In its latest publication, the July 2025 Asian Development Outlook (ADO), the ADB said that despite the forecast slump, India was “still one of the fastest growing major economies in the world.”

The lender said that the economic indicator revision was due to the “impact of US baseline tariffs and associated policy uncertainty.”

“In addition to the effects of lower global growth and the direct impact of additional US tariffs on Indian exports, heightened policy uncertainty may affect investment flows. Despite this, economic activity remains robust, with domestic consumption set to grow strongly on the back of revival of rural demand,” read the outlook report.

The ADB cited the forecast of an above-normal monsoon this time, leading to the agriculture sector being expected to be one of the key drivers of growth, apart from services.

It also reaffirmed the Centre’s strong fiscal position with “higher‑than‑expected dividends from the Reserve Bank of India.”

ADB also stated that lower crude oil prices would support economic activity in FY2025 and FY2026 in India.

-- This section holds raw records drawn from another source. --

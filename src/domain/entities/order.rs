use chrono::{DateTime, Duration, Utc};
use serde::{Deserialize, Serialize};
use strum::{AsRefStr, Display, EnumString};
use uuid::Uuid;

use crate::domain::entities::gateway::Gateway;
use crate::domain::entities::payment_intent::Actor;

/// Pickup window before a pending order is swept to `Ignored`.
pub const ORDER_EXPIRY_MINUTES: i64 = 5;

#[derive(
    Debug,
    Clone,
    Copy,
    PartialEq,
    Eq,
    Hash,
    Serialize,
    Deserialize,
    sqlx::Type,
    AsRefStr,
    Display,
    EnumString,
)]
#[sqlx(type_name = "order_status", rename_all = "snake_case")]
#[serde(rename_all = "snake_case")]
#[strum(serialize_all = "snake_case", ascii_case_insensitive)]
pub enum OrderStatus {
    Pending,
    Confirmed,
    Completed,
    Cancelled,
    /// Pending order that outlived its pickup window.
    Ignored,
}

impl OrderStatus {
    pub fn as_str(&self) -> &'static str {
        match self {
            OrderStatus::Pending => "pending",
            OrderStatus::Confirmed => "confirmed",
            OrderStatus::Completed => "completed",
            OrderStatus::Cancelled => "cancelled",
            OrderStatus::Ignored => "ignored",
        }
    }

    /// Statuses a provider may move a pending order into.
    pub fn is_provider_settable(&self) -> bool {
        matches!(
            self,
            OrderStatus::Confirmed | OrderStatus::Completed | OrderStatus::Cancelled
        )
    }
}

/// Line item snapshotted at purchase time. Later product edits do not
/// change what was sold.
#[derive(Debug, Clone, PartialEq, Serialize, Deserialize)]
pub struct OrderItem {
    pub product_id: Uuid,
    pub name: String,
    pub image_url: String,
    pub price_cents: i64,
    pub quantity: i32,
}

impl OrderItem {
    pub fn line_total_cents(&self) -> i64 {
        self.price_cents * self.quantity as i64
    }
}

/// Payment linkage. `payment_intent_id` is unique across orders — a
/// second order can never be created from the same intent.
#[derive(Debug, Clone, Serialize)]
pub struct PaymentLink {
    pub gateway: Gateway,
    pub payment_intent_id: Uuid,
    pub paid_at: DateTime<Utc>,
}

#[derive(Debug, Clone, Serialize)]
pub struct Order {
    pub id: Uuid,
    pub actor: Actor,
    pub provider_id: Uuid,
    pub items: Vec<OrderItem>,
    pub total_cents: i64,
    pub payment: PaymentLink,
    pub status: OrderStatus,
    pub cancel_reason: Option<String>,
    pub expires_at: DateTime<Utc>,
    pub created_at: DateTime<Utc>,
}

impl Order {
    pub fn default_expiry(created_at: DateTime<Utc>) -> DateTime<Utc> {
        created_at + Duration::minutes(ORDER_EXPIRY_MINUTES)
    }

    pub fn is_expired(&self, now: DateTime<Utc>) -> bool {
        self.status == OrderStatus::Pending && self.expires_at < now
    }
}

The financial observer also revised India’s inflation forecast for FY2025 downward to 3.8 per cent, on “faster-than-expected decline in food prices due to better agricultural production.” It also

On India’s neighbours in South Asia, the ADB stated: “Bangladesh’s actual inflation is marginally lower than forecast for FY2025 amid easing global commodity prices and tighter monetary and fiscal policies, while the outlook keeps the FY2026 forecast the same in anticipation of continued tight policies and moderating global oil prices.”

“Nepal’s inflation forecast is revised downward based on actual 10-month inflation data for food and nonfood items in FY2025, with the FY2026 outlook also lowered due to expected moderation in inflation in India, Nepal’s primary source of imports.”

“In Pakistan, the accelerated decline in food and nonfood prices for the first 11 months of FY2025 revised the inflation forecast for FY2025 downward, while the outlook for FY2026 remains unchanged.”

“Sri Lanka’s inflation forecast remains unchanged for 2025 and 2026, as recent trends—such as rising food prices and electricity tariff hikes—align with earlier expectations, though risks from credit growth and geopolitical tensions persist. Bhutan’s inflation outlook is also unchanged, reflecting stable price trends,” the report further added.